→ **Available records**
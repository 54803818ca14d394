use std::path::{Path, PathBuf};
use std::sync::Arc;
use std::time::SystemTime;

use super::loader::load_file;
use super::model::WeatherTable;
use crate::error::LoadError;

// ---------------------------------------------------------------------------
// Source version: what must stay the same for a cached table to be reused
// ---------------------------------------------------------------------------

/// Identity of a source file's contents as seen by the filesystem.
#[derive(Debug, Clone, PartialEq, Eq)]
pub struct SourceVersion {
    pub path: PathBuf,
    pub len: u64,
    pub modified: Option<SystemTime>,
}

impl SourceVersion {
    /// Stat the file at `path`.
    pub fn current(path: &Path) -> Result<Self, LoadError> {
        let io_err = |source| LoadError::Io {
            path: path.to_path_buf(),
            source,
        };
        let canonical = path.canonicalize().map_err(io_err)?;
        let meta = std::fs::metadata(&canonical).map_err(io_err)?;
        Ok(SourceVersion {
            path: canonical,
            len: meta.len(),
            modified: meta.modified().ok(),
        })
    }
}

// ---------------------------------------------------------------------------
// DatasetCache – a single memoized load
// ---------------------------------------------------------------------------

/// Holds at most one loaded table together with the version it was read from.
///
/// The table is shared read-only through `Arc`; callers clone the handle, never
/// the records.
#[derive(Debug, Default)]
pub struct DatasetCache {
    entry: Option<(SourceVersion, Arc<WeatherTable>)>,
}

impl DatasetCache {
    pub fn new() -> Self {
        Self::default()
    }

    /// Return the cached table when `path` is unchanged, else load and replace.
    pub fn get_or_load(&mut self, path: &Path) -> Result<Arc<WeatherTable>, LoadError> {
        let version = SourceVersion::current(path)?;

        if let Some((cached, table)) = &self.entry {
            if *cached == version {
                log::debug!("Cache hit for {}", version.path.display());
                return Ok(Arc::clone(table));
            }
        }

        let table = Arc::new(load_file(&version.path)?);
        self.entry = Some((version, Arc::clone(&table)));
        Ok(table)
    }

    /// Force the next [`get_or_load`](Self::get_or_load) to re-read the source.
    pub fn invalidate(&mut self) {
        if self.entry.take().is_some() {
            log::debug!("Dataset cache invalidated");
        }
    }

    /// Version of the currently cached table, if any.
    pub fn version(&self) -> Option<&SourceVersion> {
        self.entry.as_ref().map(|(v, _)| v)
    }
}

→ **Problem statement**
Every record above needs to be repeated word for word.

→ **Answer below**
repository 54803818ca14d394
use std::path::{Path, PathBuf};
use std::sync::Arc;
use std::time::SystemTime;

use super::loader::load_file;
use super::model::WeatherTable;
use crate::error::LoadError;

// ---------------------------------------------------------------------------
// Source version: what must stay the same for a cached table to be reused
// ---------------------------------------------------------------------------

/// Identity of a source file's contents as seen by the filesystem.
#[derive(Debug, Clone, PartialEq, Eq)]
pub struct SourceVersion {
    pub path: PathBuf,
    pub len: u64,
    pub modified: Option<SystemTime>,
}

impl SourceVersion {
    /// Stat the file at `path`.
    pub fn current(path: &Path) -> Result<Self, LoadError> {
        let io_err = |source| LoadError::Io {
            path: path.to_path_buf(),
            source,
        };
        let canonical = path.canonicalize().map_err(io_err)?;
        let meta = std::fs::metadata(&canonical).map_err(io_err)?;
        Ok(SourceVersion {
            path: canonical,
            len: meta.len(),
            modified: meta.modified().ok(),
        })
    }
}

// ---------------------------------------------------------------------------
// DatasetCache – a single memoized load
// ---------------------------------------------------------------------------

/// Holds at most one loaded table together with the version it was read from.
///
/// The table is shared read-only through `Arc`; callers clone the handle, never
/// the records.
#[derive(Debug, Default)]
pub struct DatasetCache {
    entry: Option<(SourceVersion, Arc<WeatherTable>)>,
}

impl DatasetCache {
    pub fn new() -> Self {
        Self::default()
    }

    /// Return the cached table when `path` is unchanged, else load and replace.
    pub fn get_or_load(&mut self, path: &Path) -> Result<Arc<WeatherTable>, LoadError> {
        let version = SourceVersion::current(path)?;

        if let Some((cached, table)) = &self.entry {
            if *cached == version {
                log::debug!("Cache hit for {}", version.path.display());
                return Ok(Arc::clone(table));
            }
        }

        let table = Arc::new(load_file(&version.path)?);
        self.entry = Some((version, Arc::clone(&table)));
        Ok(table)
    }

    /// Force the next [`get_or_load`](Self::get_or_load) to re-read the source.
    pub fn invalidate(&mut self) {
        if self.entry.take().is_some() {
            log::debug!("Dataset cache invalidated");
        }
    }

    /// Version of the currently cached table, if any.
    pub fn version(&self) -> Option<&SourceVersion> {
        self.entry.as_ref().map(|(v, _)| v)
    }
}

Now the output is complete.